The point must again be reiterated that truth becomes existential through encounter. Simply memorizing the various statements are insufficient for reprogramming one’s core beliefs.  It is through the practice of the spiritual disciplines that one encounters God. In the event, one becomes convinced that these truths are true for him or her and the truth about him or her, thus reprogramming his or her core beliefs.
To demolish a stronghold of depression cognitively, seven steps have been
outlined: 1. Focus on the facts, not on the feelings; 2. Stop comparing; 3. Take responsibility; 4. Verify assumptions; 5. Take care of physical needs; 6. Talk out frustrations; 7. Reprogram thinking with the truth. 
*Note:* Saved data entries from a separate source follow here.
//! Layer compiler
//!
//! ## Table of Contents
//! - **CompileRequest**: One unit of work (label, operating value, extent)
//! - **CompileReport**: What a compile task ran and consumed
//! - **LayerCompiler**: Wires session, terrain, script ranges and scheduler together
//! - **CompileRun**: Immutable snapshot of the compiler that tasks execute against

use crate::archive::{archive_write_json, BoxedArchive};
use crate::config::{CompileSettings, LayerCompilerConfig};
use crate::error::{CompileError, Result};
use crate::geo::{GeoExtent, SpatialReference};
use crate::range::{ScriptRange, ScriptRangeList};
use crate::scene::{GroupNode, NodeRef, OverlayNode};
use crate::script::ScriptRef;
use crate::session::Session;
use crate::task::{BoxedTaskManager, CompileTask, TaskOutcome};
use chrono::{DateTime, Utc};
use serde::{Deserialize, Serialize};
use std::sync::Arc;
use tracing::{debug, info};

/// A unit of compilation work
#[derive(Debug, Clone, PartialEq)]
pub struct CompileRequest {
    /// Label used for logging and archive placement
    pub label: String,
    /// Operating value (distance, LOD) that selects range scripts
    pub range: f64,
    /// Cell to compile; defaults to the terrain extent
    pub extent: Option<GeoExtent>,
    /// Run on a derived session instead of the shared one
    pub isolate: bool,
}

impl CompileRequest {
    /// Create a request on the shared session
    pub fn new(label: impl Into<String>, range: f64) -> Self {
        Self {
            label: label.into(),
            range,
            extent: None,
            isolate: false,
        }
    }

    /// Restrict the request to a cell
    pub fn with_extent(mut self, extent: GeoExtent) -> Self {
        self.extent = Some(extent);
        self
    }

    /// Run the request on its own derived session
    pub fn isolated(mut self) -> Self {
        self.isolate = true;
        self
    }
}

/// Outcome of a successful compile task
#[derive(Debug, Clone, PartialEq, Serialize, Deserialize)]
pub struct CompileReport {
    /// Request label
    pub label: String,
    /// Operating value
    pub range: f64,
    /// Session the task ran on
    pub session_id: Option<String>,
    /// Range scripts run, in order
    pub scripts_run: Vec<String>,
    /// Resources recorded as used, in first-seen order
    ///
    /// Isolated requests report exactly what their own task used. Shared
    /// requests report the shared session's whole usage list at the end of
    /// the task, which includes anything other tasks on that session marked.
    pub resources_used: Vec<String>,
    /// Output settings the task compiled with
    pub settings: CompileSettings,
    /// Texture unit of the overlay wrapper, when output was converted to an overlay
    pub overlay_texture_unit: Option<u32>,
    /// Task start time
    pub started_at: DateTime<Utc>,
    /// Task end time
    pub finished_at: DateTime<Utc>,
}

impl CompileReport {
    /// Create an empty report
    pub fn new(label: impl Into<String>, range: f64) -> Self {
        let now = Utc::now();
        Self {
            label: label.into(),
            range,
            session_id: None,
            scripts_run: Vec::new(),
            resources_used: Vec::new(),
            settings: CompileSettings::default(),
            overlay_texture_unit: None,
            started_at: now,
            finished_at: now,
        }
    }

    /// Archive path reports are stored under
    pub fn archive_path(&self) -> String {
        format!("reports/{}.json", self.label)
    }
}

/// Orchestrates compilation of a layer
///
/// Configure, then compile. Setters take `&mut self` while compiles borrow
/// `&self`, and scheduled tasks run against a [`CompileRun`] snapshot, so
/// the session cannot be swapped in the middle of a run.
pub struct LayerCompiler {
    terrain: Option<NodeRef>,
    terrain_srs: Option<SpatialReference>,
    terrain_extent: GeoExtent,
    settings: CompileSettings,
    archive: Option<BoxedArchive>,
    task_manager: Option<BoxedTaskManager>,
    session: Option<Arc<Session>>,
    script_ranges: ScriptRangeList,
}

impl LayerCompiler {
    /// Create a compiler with default settings
    pub fn new() -> Self {
        Self {
            terrain: None,
            terrain_srs: None,
            terrain_extent: GeoExtent::infinite(),
            settings: CompileSettings::default(),
            archive: None,
            task_manager: None,
            session: None,
            script_ranges: ScriptRangeList::new(),
        }
    }

    /// Create a compiler with settings taken from a config
    pub fn from_config(config: &LayerCompilerConfig) -> Self {
        let mut compiler = Self::new();
        compiler.settings = config.settings();
        compiler
    }

    /// Set the task manager used by [`LayerCompiler::schedule`]
    pub fn set_task_manager(&mut self, manager: BoxedTaskManager) {
        self.task_manager = Some(manager);
    }

    /// The task manager, if set
    pub fn task_manager(&self) -> Option<&BoxedTaskManager> {
        self.task_manager.as_ref()
    }

    /// Bind the compiler to a session
    pub fn set_session(&mut self, session: Arc<Session>) {
        debug!(session_id = %session.id(), "Compiler session bound");
        self.session = Some(session);
    }

    /// The bound session, if any
    pub fn session(&self) -> Option<&Arc<Session>> {
        self.session.as_ref()
    }

    /// Register a script for the half-open band `[min_range, max_range)`
    pub fn add_script(&mut self, min_range: f64, max_range: f64, script: ScriptRef) {
        self.script_ranges.push(ScriptRange::new(min_range, max_range, script));
    }

    /// Registered script ranges
    pub fn scripts(&self) -> &ScriptRangeList {
        &self.script_ranges
    }

    /// Mutable access to the registered script ranges
    pub fn scripts_mut(&mut self) -> &mut ScriptRangeList {
        &mut self.script_ranges
    }

    /// Scripts applicable at `value`, in application order
    pub fn select_scripts(&self, value: f64) -> Vec<ScriptRef> {
        self.script_ranges.select(value)
    }

    /// Set the terrain with an unbounded extent
    pub fn set_terrain(&mut self, terrain: NodeRef, srs: SpatialReference) {
        self.set_terrain_with_extent(terrain, srs, GeoExtent::infinite());
    }

    /// Set the terrain and the extent output is clipped to
    pub fn set_terrain_with_extent(&mut self, terrain: NodeRef, srs: SpatialReference, extent: GeoExtent) {
        debug!(terrain = %terrain.name(), srs = %srs, "Compiler terrain set");
        self.terrain = Some(terrain);
        self.terrain_srs = Some(srs);
        self.terrain_extent = extent;
    }

    /// Terrain node, if set
    pub fn terrain_node(&self) -> Option<&NodeRef> {
        self.terrain.as_ref()
    }

    /// Terrain coordinate frame, if set
    pub fn terrain_srs(&self) -> Option<&SpatialReference> {
        self.terrain_srs.as_ref()
    }

    /// Terrain extent (unbounded unless one was supplied)
    pub fn terrain_extent(&self) -> &GeoExtent {
        &self.terrain_extent
    }

    /// Set the output archive
    pub fn set_archive(&mut self, archive: BoxedArchive) {
        self.archive = Some(archive);
    }

    /// The output archive, if set
    pub fn archive(&self) -> Option<&BoxedArchive> {
        self.archive.as_ref()
    }

    /// Set the render bin number
    pub fn set_render_bin_number(&mut self, value: i32) {
        self.settings.render_bin_number = value;
    }

    /// Render bin number ([`crate::config::RENDER_BIN_UNSET`] when unset)
    pub fn render_bin_number(&self) -> i32 {
        self.settings.render_bin_number
    }

    /// Enable/disable LOD fading
    pub fn set_fade_lods(&mut self, value: bool) {
        self.settings.fade_lods = value;
    }

    /// Whether LODs fade
    pub fn fade_lods(&self) -> bool {
        self.settings.fade_lods
    }

    /// Enable/disable paged output
    pub fn set_paged(&mut self, value: bool) {
        self.settings.paged = value;
    }

    /// Whether output is paged
    pub fn paged(&self) -> bool {
        self.settings.paged
    }

    /// Enable/disable overlay output
    pub fn set_overlay(&mut self, value: bool) {
        self.settings.overlay = value;
    }

    /// Whether output is an overlay
    pub fn overlay(&self) -> bool {
        self.settings.overlay
    }

    /// Current output settings
    pub fn settings(&self) -> CompileSettings {
        self.settings
    }

    /// Wrap a finished subgraph for overlay rendering
    pub fn convert_to_overlay(&self, input: NodeRef) -> Arc<OverlayNode> {
        Arc::new(OverlayNode::new(input))
    }

    /// Snapshot the compiler for a run, failing fast on missing collaborators
    pub fn prepare_run(&self) -> Result<CompileRun> {
        let session = self
            .session
            .clone()
            .ok_or_else(|| CompileError::not_configured("session"))?;
        if self.terrain.is_none() {
            return Err(CompileError::not_configured("terrain"));
        }
        let terrain_srs = self
            .terrain_srs
            .clone()
            .ok_or_else(|| CompileError::not_configured("terrain SRS"))?;

        Ok(CompileRun {
            session,
            terrain_srs,
            terrain_extent: self.terrain_extent.clone(),
            script_ranges: self.script_ranges.clone(),
            settings: self.settings,
            archive: self.archive.clone(),
        })
    }

    /// Compile one request on the calling thread
    pub fn compile(&self, request: CompileRequest) -> Result<CompileReport> {
        self.prepare_run()?.execute(request)
    }

    /// Compile requests through the task manager and collect every outcome
    ///
    /// Per-task failures are reported in the returned outcomes; only
    /// configuration problems fail the call itself.
    pub fn schedule(&self, requests: impl IntoIterator<Item = CompileRequest>) -> Result<Vec<TaskOutcome>> {
        let manager = self
            .task_manager
            .clone()
            .ok_or_else(|| CompileError::not_configured("task manager"))?;
        let run = Arc::new(self.prepare_run()?);

        let batch = manager.begin_batch();
        let mut submitted = 0usize;
        for request in requests {
            let run = Arc::clone(&run);
            let label = request.label.clone();
            manager.submit(batch, CompileTask::new(label, move || run.execute(request)));
            submitted += 1;
        }

        info!(
            tasks = submitted,
            batch = %batch,
            manager = %manager.name(),
            session_id = %run.session.id(),
            "Compile tasks submitted"
        );

        let outcomes = manager.drain(batch);
        let failed = outcomes.iter().filter(|o| !o.is_success()).count();
        info!(batch = %batch, tasks = outcomes.len(), failed = failed, "Compile tasks drained");
        Ok(outcomes)
    }
}

impl Default for LayerCompiler {
    fn default() -> Self {
        Self::new()
    }
}

/// Compiler state captured at the start of a run
#[derive(Clone)]
pub struct CompileRun {
    session: Arc<Session>,
    terrain_srs: SpatialReference,
    terrain_extent: GeoExtent,
    script_ranges: ScriptRangeList,
    settings: CompileSettings,
    archive: Option<BoxedArchive>,
}

impl CompileRun {
    /// Session the run draws scripts and resources from
    pub fn session(&self) -> &Arc<Session> {
        &self.session
    }

    /// Output settings captured for the run
    pub fn settings(&self) -> &CompileSettings {
        &self.settings
    }

    /// Execute one request
    ///
    /// Range scripts for the request's value are installed on top of the
    /// session scripts and run in registration order.
    pub fn execute(&self, request: CompileRequest) -> Result<CompileReport> {
        let mut report = CompileReport::new(request.label.clone(), request.range);
        report.settings = self.settings;
        if let Some(archive) = &self.archive {
            archive.check_path(&report.archive_path())?;
        }

        let session = if request.isolate {
            Arc::new(self.session.derive())
        } else {
            Arc::clone(&self.session)
        };
        report.session_id = Some(session.id().to_string());

        let mut env = session
            .create_filter_env()
            .with_terrain(Some(self.terrain_srs.clone()), self.terrain_extent.clone())
            .with_range(request.range)
            .with_settings(self.settings);
        if let Some(extent) = request.extent {
            env = env.with_extent(extent);
        }

        let scripts = self.script_ranges.select(request.range);
        let mut engine = session.create_script_engine()?;
        for script in &scripts {
            engine.install(script)?;
            engine.run(script.name(), &mut env)?;
            report.scripts_run.push(script.name().to_string());
        }

        report.resources_used = session
            .resources_used(request.isolate)
            .iter()
            .map(|r| r.name().to_string())
            .collect();
        if self.settings.overlay {
            let overlay = OverlayNode::new(Arc::new(GroupNode::new(request.label.as_str())));
            report.overlay_texture_unit = Some(overlay.texture_unit());
        }
        report.finished_at = Utc::now();

        if let Some(archive) = &self.archive {
            archive_write_json(archive.as_ref(), &report.archive_path(), &report)?;
        }

        debug!(
            task = %report.label,
            range = report.range,
            scripts = report.scripts_run.len(),
            resources = report.resources_used.len(),
            "Compile task executed"
        );
        Ok(report)
    }
}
            The third area of inquiry when dealing with long-term depression in believers has already been introduced in Chapter 7 dealing with Bonding and the last chapter on Anxiety. Human beings by design require intimate connections with others. The difficulty arising from bonding issues and attachment style issues can trap an individual in isolation. Depression is an expression of loneliness. Dr. Lita Singer on numerous occasions lecturing her students in cognitive behavioral therapy has stated that anxiety and depression are the “flip side of the same coin.” Dr. Singer understands that the roots of these emotional states are the same; a person’s uniqueness determines whether he or she will display signs of anxiety or depression. Therefore from a relational standpoint, the treatment plan outlined in Chapter 7 (the seven courage’s) and 14 (the five steps) can be adapted to individuals dealing with depression. The goal of therapy in this instance is to help the depressed person reconnect with God, self, and others.
Summary

            A stronghold of depression can be demolished. Discerning the cause of the depression is imperative. The root issues determine the course of treatment. Biological reasons for long-term depression must be ruled out. The use of anti-depression medications may be necessary to elevate an individual’s mood such that he or she has the emotional energy to confront his or her depression. Discrepancies in lifestyle must be addressed as one can become depressed due to a failure to conduct the affairs of his or her life in accordance with his or her understanding of God’s will. One may inquire as to the level of commitment an individual has to practicing the spiritual disciplines. Core beliefs about one’s self and one’s future may have to be challenged and reprogrammed with the use of cognitive behavioral therapy. Relational therapy dealing with attachment issues and reconnecting with others may prove to be the tools necessary to demolish a stronghold of depression. Two things are certain: first, there is a reason for the depression; and second, God does not want believers to live a life of depression as his or her constant companion. Discovering the reason for the depression and seeking God’s assistance in overcoming the depression is how strongholds of depression are demolished.